Another reason? We already do eat bugs - about a pound a year - we just don't realize it. Small quantities of insect parts are allowed under food regulations.

Crowley set out to make a product that did good while tasting good and working against the stigma. But it will likely take more than grinding crickets into flour to completely erase Americans' aversion.

Starbucks came up against that squeamishness in April. Coffee drinkers learned that the company used cochineal - an insect commonly used to dye food and other products - to color some of its drinks red.

They began a petition that now has almost 6,700 signatures. The protest ultimately elicited an apology from the company and an announcement that Starbucks would change its coloring agent to a tomato-based extract called lycophene.

What got little mention is that people have eaten insects since the beginning, and millions around the world continue to eat - and love to eat - bugs.

"It's a cultural thing," said James Watson, the assistant curator of bioarchaeology at the Arizona State Museum.

The archaeological record in the Southwest suggests that people here have long eaten bugs. Insects are represented in petroglyphs and on pottery, and stashes of insects have been found in caves and granaries.

There are historical reports of the Pima of Southern Arizona eating caterpillars, the Sand Papago eating grubs and the Navajo eating cicadas.
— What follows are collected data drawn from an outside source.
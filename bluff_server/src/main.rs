//! Multi-room bluff game server.
//!
//! Each room runs as its own actor managed by a `RoomManager`; clients talk
//! to the server over a single WebSocket endpoint.

use std::net::SocketAddr;
use std::sync::Arc;

use anyhow::Error;
use bluff::RoomManager;
use bluff_server::{api, config::ServerConfig, logging, metrics};
use pico_args::Arguments;
use tracing::info;

const HELP: &str = "\
Run a multi-room bluff card game server

USAGE:
  bluff_server [OPTIONS]

OPTIONS:
  --bind          IP:PORT  Server socket bind address      [default: env SERVER_BIND, 0.0.0.0:$PORT or 127.0.0.1:4000]
  --metrics-bind  IP:PORT  Prometheus exporter bind address [default: env METRICS_BIND, disabled if unset]

FLAGS:
  -h, --help               Print help information

ENVIRONMENT:
  SERVER_BIND              Server bind address (e.g., 0.0.0.0:8080)
  PORT                     Port to listen on all interfaces when SERVER_BIND is unset
  METRICS_BIND             Prometheus exporter bind address
  DECK_PRESET              standard (52 cards) or court (A, J, Q, K only)
  ROOM_MAX_PLAYERS         Seats per room [default: 12]
  STRICT_CHALLENGES        Only the last claimant may be challenged [default: false]
  RUST_LOG                 Log filter [default: info,tower_http=warn]
";

#[tokio::main]
async fn main() -> Result<(), Error> {
    // Load .env file if it exists
    let _ = dotenvy::dotenv();

    let mut pargs = Arguments::from_env();

    // Help has a higher priority and should be handled separately.
    if pargs.contains(["-h", "--help"]) {
        print!("{HELP}");
        return Ok(());
    }

    let bind: Option<SocketAddr> = pargs.opt_value_from_str("--bind")?;
    let metrics_bind: Option<SocketAddr> = pargs.opt_value_from_str("--metrics-bind")?;

    logging::init();

    let config = ServerConfig::from_env(bind, metrics_bind)?;
    config.validate()?;

    if let Some(addr) = config.metrics_bind {
        metrics::init_metrics(addr).map_err(Error::msg)?;
        info!("Prometheus metrics available at http://{}/metrics", addr);
    }

    info!(
        "Rooms deal {} cards, seat up to {} players, {:?} challenges",
        config.room.deck.size(),
        config.room.max_players,
        config.room.challenge_policy
    );

    let room_manager = Arc::new(RoomManager::new(config.room.clone()));
    let app = api::create_router(api::AppState::new(room_manager));

    let listener = tokio::net::TcpListener::bind(config.bind)
        .await
        .map_err(|e| anyhow::anyhow!("Failed to bind to {}: {}", config.bind, e))?;

    info!(
        "Server is running at http://{} (WebSocket at /ws). Press Ctrl+C to stop.",
        config.bind
    );

    axum::serve(listener, app)
        .with_graceful_shutdown(shutdown_signal())
        .await
        .map_err(|e| anyhow::anyhow!("Server error: {}", e))?;

    info!("Shutting down server...");

    Ok(())
}

/// Graceful shutdown signal
async fn shutdown_signal() {
    if let Err(e) = tokio::signal::ctrl_c().await {
        tracing::error!("Failed to install Ctrl+C handler: {}", e);
        std::future::pending::<()>().await;
    }
}
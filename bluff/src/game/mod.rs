//! Bluffing card game engine - room state and rules.
//!
//! This module provides the single-room game implementation:
//! - Deck construction and shuffling
//! - Room lifecycle (lobby, dealing, active, game over)
//! - Turn rotation over players who still hold cards
//! - Claims and bluff resolution over the tail of the pile
//! - Redacted public views and private hand views

pub mod claims;
pub mod constants;
pub mod deck;
pub mod entities;
pub mod errors;
pub mod state;
pub mod turns;
pub mod views;

pub use claims::{BluffResolution, ChallengeOutcome, ChallengePolicy, PlayOutcome, Verdict};
pub use deck::DeckConfig;
pub use errors::{RoomError, RoomResult};
pub use state::{Departure, Phase, Room};
pub use views::{GameOverView, HandView, PlayerSummary, RoomView, Winner};
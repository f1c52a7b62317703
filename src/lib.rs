/// Embeddable script host
///
/// Lets a hosting application execute untrusted or semi-trusted script
/// snippets against a controlled set of native capabilities, organize
/// scripts into dependency-ordered modules, dispatch named events to
/// script-registered listeners, and schedule delayed or periodic
/// script-triggered work.
///
/// The usual entry point is [`ScriptHost`], which assembles the engine,
/// sandbox, module loader, event bus, and scheduler and installs the
/// script-facing bindings (`require`, `on`, `emit`, `set_timeout`, ...).
/// The individual pieces are also usable on their own through the
/// re-exported crates.
pub mod config;
pub mod host;
pub mod logging;

pub use config::{HostConfig, SandboxConfig};
pub use host::ScriptHost;
pub use logging::init_logging;

// Re-export the building blocks for embedders that assemble their own.
pub use wisp_core::{
    CancelFlag, EvalOutcome, EvalRequest, Evaluator, HostFunction, OpaqueValue, ScriptError,
    Value, WorkerPool,
};
pub use wisp_events::{Event, EventBus, Listener, ListenerId};
pub use wisp_scheduler::{Scheduler, TaskFn, TaskId, TaskKind};
pub use wisp_scripting_host::{
    FunctionRegistry, ModuleLoader, SandboxPolicy, SandboxPolicyBuilder, ScriptEngine,
};

#[cfg(feature = "lua")]
pub use wisp_scripting_host::LuaEvaluator;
Accounts of "Mormon cricket" harvests include grasshoppers washing up on the shores of the Great Salt Lake by the millions, already salted, and insects caught in similar numbers with baskets placed in ditches while women whipped the grass nearby.

Archaeologists concluded that eating bugs made economic sense. One estimate found that these harvesting techniques meant that on the average, one person could feed four people for more than a month with an hour's work.

Humans did not eat insects just in lean times, Watson said. "As humans are modifying their environment, it's those larger things (like big game) that are affected," he said. "Insects and small reptiles like lizards are more difficult to overexploit."

A change in tastes, Crowley thinks, is a matter of education. At least two of Chapul's first sales involve a teaching element.

Kerry Schwartz, director of Arizona Project WET out of the University of Arizona's Water Resources Research Council, loved the idea of Chapul Bars so much that she bought 250 without tasting them.

She plans to serve the bars to teachers attending the program's training workshops this summer and to volunteers at its water festivals for fourth-graders across the state in the fall.

O.A.R.S. Companies Inc., a river-rafting company, also plans to buy some bars, Crowley said. The idea is to give them to passengers during talks about the human history along the Snake River, where there are petroglyphs of insects.

Other entrepreneurs are also working for change along the same lines.

Some top-tier restaurants in Europe and the U.S. have begun serving bugs, and companies that once sold insects only to pet stores are now expanding into selling bugs for use in human food.

Governments are acting, too. The United Nations Food and Agriculture Organization convened a conference on insects as food in January, and the European Union has sponsored a 1 million euro research project into insects' nutritional value.

Arguments for eating bugs

They're high in calories and protein. And compared to other livestock, insects:

• Need less feed.

• Produce less waste per pound of body weigh and, therefore, less ammonia, a greenhouse gas.

• Use far less water than livestock. Agriculture is the single biggest use of water.

• Need far less space. About 70 percent of the world's agricultural land goes to livestock.